[HOW TO COMPLETE THIS TASK] Beneath this line are the data; copy exactly the part of them that opens with the line containing "let db = Self::new();" and closes with the line containing "Loading and persistence", and only that part.

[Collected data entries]
• • • • •

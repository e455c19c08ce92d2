//! Database facade - pages, indexes and tombstones behind one handle.

mod stats;

pub use stats::{QueryStats, QueryStatsSnapshot, StorageStatistics};

use std::io::BufRead;
use std::path::Path;
use std::sync::atomic::Ordering;

use parking_lot::{Mutex, RwLock};
use tracing::info;

use crate::common::{Location, Result};
use crate::deletion::{self, DeletionStats, Strategy, StrategyComparison, TombstoneMap};
use crate::index::{
    Column, Date, FieldGoalPct, FreeThrowPct, IndexManager, IndexStatistics, Percentage, Points,
    TeamId, ThresholdKey,
};
use crate::storage::{loader, DatabaseFile, GameDate, GameRecord, LoadReport, PageStore};

/// A game-record database: a page store, its five indexes and the deletion
/// flags over it.
///
/// # Architecture
/// ```text
/// ┌────────────────────────────────────────────────────────────┐
/// │                         Database                           │
/// │  ┌──────────────┐   ┌──────────────┐   ┌────────────────┐  │
/// │  │    store     │   │   indexes    │   │   tombstones   │  │
/// │  │ RwLock<...>  │   │ RwLock<...>  │   │   Mutex<...>   │  │
/// │  └──────▲───────┘   └──────┬───────┘   └───────┬────────┘  │
/// │         │   locations      │    skip deleted   │           │
/// │         └──────────────────┴───────────────────┘           │
/// └────────────────────────────────────────────────────────────┘
/// ```
///
/// # Thread Safety
/// - `store`: `RwLock` - many readers, written on load
/// - `indexes`: `RwLock` - many readers, written on build/rebuild
/// - `tombstones`: `Mutex` - flipped by deletion passes
/// - `stats`: No lock - all atomic counters
///
/// Locks are always taken in the order store, indexes, tombstones.
/// Queries take shared locks only, so readers run concurrently; loads,
/// deletions and rebuilds are serialized against each other.
///
/// # Indexes
/// Indexes are not maintained automatically after a bulk load or a read from
/// disk; call [`build_indexes`](Self::build_indexes). Records added one at a
/// time with [`add_record`](Self::add_record) are indexed immediately.
///
/// # Example
/// ```
/// use boxscoredb::{Database, GameRecord};
///
/// let db = Database::new();
/// db.add_record(&GameRecord { team_id_home: 7, ft_pct_home: 0.95, ..GameRecord::default() });
/// db.add_record(&GameRecord { team_id_home: 7, ft_pct_home: 0.60, ..GameRecord::default() });
///
/// let stats = db.delete_ft_pct_above_indexed(0.9);
/// assert_eq!(stats.records_deleted, 1);
/// assert_eq!(db.search_by_team_id(7).len(), 1);
/// ```
pub struct Database {
    store: RwLock<PageStore>,
    indexes: RwLock<IndexManager>,
    tombstones: Mutex<TombstoneMap>,
    stats: QueryStats,
}

impl Database {
    /// Create an empty database.
    pub fn new() -> Self {
        Self {
            store: RwLock::new(PageStore::new()),
            indexes: RwLock::new(IndexManager::new()),
            tombstones: Mutex::new(TombstoneMap::new()),
            stats: QueryStats::new(),
        }
    }

    /// Read a database file and build its indexes.
    ///
    /// # Errors
    /// Any error from [`read_from_disk`](Self::read_from_disk).
    pub fn open<P: AsRef<Path>>(path: P) -> Result<Self> {
        let db = Self::new();
        db.read_from_disk(path)?;
        db.build_indexes();
        Ok(db)
    }

    // ========================================================================
    // Loading and persistence
    // ========================================================================

    /// Append every valid line of a tab-separated file.
    ///
    /// # Errors
    /// Returns `Error::Io` if the file cannot be read. Malformed lines are
    /// counted in the report, not treated as errors.
    pub fn load_from_text_file<P: AsRef<Path>>(&self, path: P) -> Result<LoadReport> {
        let mut store = self.store.write();
        let report = loader::load_from_path(path, &mut store)?;
        self.tombstones.lock().ensure_shape(&store);
        Ok(report)
    }

    /// Like [`load_from_text_file`](Self::load_from_text_file), from any reader.
    pub fn load_from_reader<R: BufRead>(&self, reader: R) -> Result<LoadReport> {
        let mut store = self.store.write();
        let report = loader::load_from_reader(reader, &mut store)?;
        self.tombstones.lock().ensure_shape(&store);
        Ok(report)
    }

    /// Append one record and index it.
    pub fn add_record(&self, record: &GameRecord) -> Location {
        let mut store = self.store.write();
        let location = store.add_record(record);
        self.indexes.write().insert(record, location);
        self.tombstones.lock().ensure_shape(&store);
        location
    }

    /// Write every page, deleted slots included, to `path`.
    ///
    /// # Errors
    /// Returns `Error::Io` if the file cannot be written.
    pub fn write_to_disk<P: AsRef<Path>>(&self, path: P) -> Result<()> {
        let store = self.store.read();
        DatabaseFile::new(path).write(&store)
    }

    /// Replace the store with the contents of `path`.
    ///
    /// Every tombstone is cleared and the indexes are emptied; call
    /// [`build_indexes`](Self::build_indexes) afterwards. On error the
    /// current contents are left untouched.
    ///
    /// # Errors
    /// Any error from [`DatabaseFile::read`].
    pub fn read_from_disk<P: AsRef<Path>>(&self, path: P) -> Result<()> {
        let loaded = DatabaseFile::new(path).read()?;

        let mut store = self.store.write();
        *store = loaded;
        self.indexes.write().clear();
        self.tombstones.lock().reset(&store);
        Ok(())
    }

    // ========================================================================
    // Indexes
    // ========================================================================

    /// Rebuild all five indexes from every record, deleted ones included.
    pub fn build_indexes(&self) {
        let store = self.store.read();
        self.indexes.write().build(&store);
    }

    /// Rebuild all five indexes, leaving out deleted records.
    pub fn rebuild_indexes_skipping_deleted(&self) {
        let store = self.store.read();
        let snapshot = self.tombstones.lock().clone();

        let mut rebuilt = IndexManager::new();
        rebuilt.build_skipping_deleted(&store, &snapshot);
        *self.indexes.write() = rebuilt;
    }

    // ========================================================================
    // Queries
    // ========================================================================

    /// Live records whose `C` attribute equals `key`.
    pub fn find<C: Column>(&self, key: &C::Key) -> Vec<GameRecord> {
        let store = self.store.read();
        let indexes = self.indexes.read();
        let hits = indexes.search_exact::<C>(key);
        self.resolve(&store, hits)
    }

    /// Live records whose `C` attribute lies in `[min, max]`.
    pub fn find_range<C: Column>(&self, min: &C::Key, max: &C::Key) -> Vec<GameRecord> {
        let store = self.store.read();
        let indexes = self.indexes.read();
        let hits = indexes.search_range::<C>(min, max);
        self.resolve(&store, hits)
    }

    pub fn search_by_team_id(&self, team_id: i32) -> Vec<GameRecord> {
        self.find::<TeamId>(&team_id)
    }

    pub fn search_by_date(&self, date: &GameDate) -> Vec<GameRecord> {
        self.find::<Date>(date)
    }

    pub fn search_by_points_range(&self, min: i32, max: i32) -> Vec<GameRecord> {
        self.find_range::<Points>(&min, &max)
    }

    pub fn search_by_fg_pct(&self, min: f32, max: f32) -> Vec<GameRecord> {
        self.find_range::<FieldGoalPct>(&Percentage::new(min), &Percentage::new(max))
    }

    pub fn search_by_ft_pct(&self, min: f32, max: f32) -> Vec<GameRecord> {
        self.find_range::<FreeThrowPct>(&Percentage::new(min), &Percentage::new(max))
    }

    /// Turn index hits into records, dropping deleted and stale locations.
    fn resolve(&self, store: &PageStore, hits: Vec<Location>) -> Vec<GameRecord> {
        let tombstones = self.tombstones.lock();
        let mut records = Vec::with_capacity(hits.len());
        let mut skipped = 0;

        for location in &hits {
            if tombstones.is_deleted(*location) {
                skipped += 1;
                continue;
            }
            if let Ok(record) = store.record(*location) {
                records.push(record);
            }
        }

        self.stats.queries.fetch_add(1, Ordering::Relaxed);
        self.stats.index_hits.fetch_add(hits.len() as u64, Ordering::Relaxed);
        self.stats.records_returned.fetch_add(records.len() as u64, Ordering::Relaxed);
        self.stats.deleted_skipped.fetch_add(skipped, Ordering::Relaxed);
        records
    }

    // ========================================================================
    // Deletion
    // ========================================================================

    /// Delete every live record with `C > threshold` by full scan.
    pub fn delete_above_linear<C>(&self, threshold: C::Key) -> DeletionStats
    where
        C: Column,
        C::Key: ThresholdKey,
    {
        let store = self.store.read();
        let mut tombstones = self.tombstones.lock();
        deletion::delete_above_linear::<C>(&store, &mut tombstones, threshold)
    }

    /// Delete every live record with `C > threshold` through `C`'s index.
    pub fn delete_above_indexed<C>(&self, threshold: C::Key) -> DeletionStats
    where
        C: Column,
        C::Key: ThresholdKey,
    {
        let store = self.store.read();
        let indexes = self.indexes.read();
        let mut tombstones = self.tombstones.lock();
        deletion::delete_above_indexed::<C>(&store, &indexes, &mut tombstones, threshold)
    }

    /// Run both strategies on copies of the current tombstones. Nothing is
    /// deleted.
    pub fn compare_deletion<C>(&self, threshold: C::Key) -> StrategyComparison
    where
        C: Column,
        C::Key: ThresholdKey,
    {
        let store = self.store.read();
        let indexes = self.indexes.read();
        let tombstones = self.tombstones.lock();
        deletion::compare_strategies::<C>(&store, &indexes, &tombstones, threshold)
    }

    pub fn delete_ft_pct_above_linear(&self, threshold: f32) -> DeletionStats {
        self.delete_above_linear::<FreeThrowPct>(Percentage::new(threshold))
    }

    pub fn delete_ft_pct_above_indexed(&self, threshold: f32) -> DeletionStats {
        self.delete_above_indexed::<FreeThrowPct>(Percentage::new(threshold))
    }

    /// Delete by free-throw percentage with the chosen strategy.
    pub fn delete_ft_pct_above(&self, threshold: f32, strategy: Strategy) -> DeletionStats {
        let stats = match strategy {
            Strategy::Linear => self.delete_ft_pct_above_linear(threshold),
            Strategy::Indexed => self.delete_ft_pct_above_indexed(threshold),
        };
        info!(
            %strategy,
            threshold,
            deleted = stats.records_deleted,
            "deleted by free-throw percentage"
        );
        stats
    }

    // ========================================================================
    // Statistics
    // ========================================================================

    /// Number of records stored, deleted ones included.
    pub fn record_count(&self) -> usize {
        self.store.read().total_records()
    }

    /// Number of deleted records.
    pub fn deleted_count(&self) -> usize {
        self.tombstones.lock().deleted_count()
    }

    /// Whether the record at `location` is deleted.
    pub fn is_deleted(&self, location: Location) -> bool {
        self.tombstones.lock().is_deleted(location)
    }

    pub fn index_statistics(&self) -> IndexStatistics {
        self.indexes.read().statistics()
    }

    pub fn storage_statistics(&self) -> StorageStatistics {
        StorageStatistics::of(&self.store.read())
    }

    pub fn query_stats(&self) -> QueryStatsSnapshot {
        self.stats.snapshot()
    }
}

impl Default for Database {
    fn default() -> Self {
        Self::new()
    }
}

• • • • •

[RESULT OF THE TASK]
        let db = Self::new();
        db.read_from_disk(path)?;
        db.build_indexes();
        Ok(db)
    }

    // ========================================================================
    // Loading and persistence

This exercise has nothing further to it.